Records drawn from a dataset
+++

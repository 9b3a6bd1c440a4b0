pub mod ai_provider;
pub mod models;

pub use ai_provider::{AiError, AiProvider};
pub use models::{AiConfig, AiMessage};
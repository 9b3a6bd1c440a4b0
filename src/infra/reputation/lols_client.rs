use async_trait::async_trait;
use reqwest::header::{HeaderMap, HeaderValue};
use reqwest::Client;
use serde::de::DeserializeOwned;
use serde::Deserialize;
use std::time::Duration;

use crate::core::reputation::{ReputationError, ReputationService};

const REQUEST_TIMEOUT: Duration = Duration::from_secs(5);

#[derive(Debug, Deserialize)]
struct AccountStatus {
    banned: bool,
}

#[derive(Debug, Deserialize)]
struct ListEntry {
    name: String,
    url: String,
}

/// Client for a lols.bot-style reputation API.
pub struct LolsClient {
    client: Client,
    api_url: String,
    lists_url: Option<String>,
    list_name: String,
}

impl LolsClient {
    pub fn new(
        api_url: String,
        lists_url: Option<String>,
        list_name: String,
    ) -> Result<Self, ReputationError> {
        let mut headers = HeaderMap::new();
        headers.insert("Accept", HeaderValue::from_static("application/json"));
        headers.insert("User-Agent", HeaderValue::from_static("tg-antispam"));

        let client = Client::builder()
            .default_headers(headers)
            .timeout(REQUEST_TIMEOUT)
            .build()
            .map_err(|e| ReputationError::Request(e.to_string()))?;

        Ok(Self {
            client,
            api_url: api_url.trim_end_matches('/').to_string(),
            lists_url,
            list_name,
        })
    }

    async fn get_body(&self, url: &str) -> Result<String, ReputationError> {
        tracing::debug!("Sending request to {}", url);
        let response = self
            .client
            .get(url)
            .send()
            .await
            .map_err(|e| ReputationError::Request(e.to_string()))?;

        let status = response.status();
        if !status.is_success() {
            return Err(ReputationError::Status(status.as_u16()));
        }

        response
            .text()
            .await
            .map_err(|e| ReputationError::Request(e.to_string()))
    }
}

fn parse<T: DeserializeOwned>(body: &str) -> Result<T, ReputationError> {
    serde_json::from_str(body).map_err(|e| ReputationError::Malformed(e.to_string()))
}

/// Pick the URL of the list called `name` from a list-of-lists document.
fn find_list_url(body: &str, name: &str) -> Result<String, ReputationError> {
    let entries: Vec<ListEntry> = parse(body)?;
    entries
        .into_iter()
        .find(|e| e.name == name)
        .map(|e| e.url)
        .ok_or_else(|| ReputationError::ListNotFound(name.to_string()))
}

#[async_trait]
impl ReputationService for LolsClient {
    async fn is_banned(&self, user_id: i64) -> Result<bool, ReputationError> {
        let url = format!("{}/account?id={}", self.api_url, user_id);
        let status: AccountStatus = parse(&self.get_body(&url).await?)?;
        Ok(status.banned)
    }

    async fn recent_offenders(&self) -> Result<Vec<i64>, ReputationError> {
        let Some(lists_url) = &self.lists_url else {
            return Ok(Vec::new());
        };

        let list_url = find_list_url(&self.get_body(lists_url).await?, &self.list_name)?;
        parse(&self.get_body(&list_url).await?)
    }
}

#[cfg(test)]
mod tests {
    use super::*;

    #[test]
    fn test_find_list_url() {
        let body = r#"[
            {"name": "scam", "url": "https://example.org/scam.json"},
            {"name": "spam", "url": "https://example.org/spam.json"}
        ]"#;
        assert_eq!(find_list_url(body, "spam").unwrap(), "https://example.org/spam.json");
    }

    #[test]
    fn test_find_list_url_missing_entry() {
        let body = r#"[{"name": "scam", "url": "https://example.org/scam.json"}]"#;
        assert!(matches!(
            find_list_url(body, "spam"),
            Err(ReputationError::ListNotFound(name)) if name == "spam"
        ));
    }

    #[test]
    fn test_find_list_url_malformed() {
        assert!(matches!(
            find_list_url(r#"{"lists": []}"#, "spam"),
            Err(ReputationError::Malformed(_))
        ));
    }

    #[test]
    fn test_account_status_shape() {
        let status: AccountStatus =
            serde_json::from_str(r#"{"ok": true, "user_id": 5, "banned": true}"#).unwrap();
        assert!(status.banned);
    }

    #[tokio::test]
    async fn test_no_lists_url_means_no_offenders() {
        let client = LolsClient::new("https://api.lols.bot".to_string(), None, "spam".to_string()).unwrap();
        assert!(client.recent_offenders().await.unwrap().is_empty());
    }
}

+++

What is needed is the number of lines in the data that contain "parse", given with nothing else.

4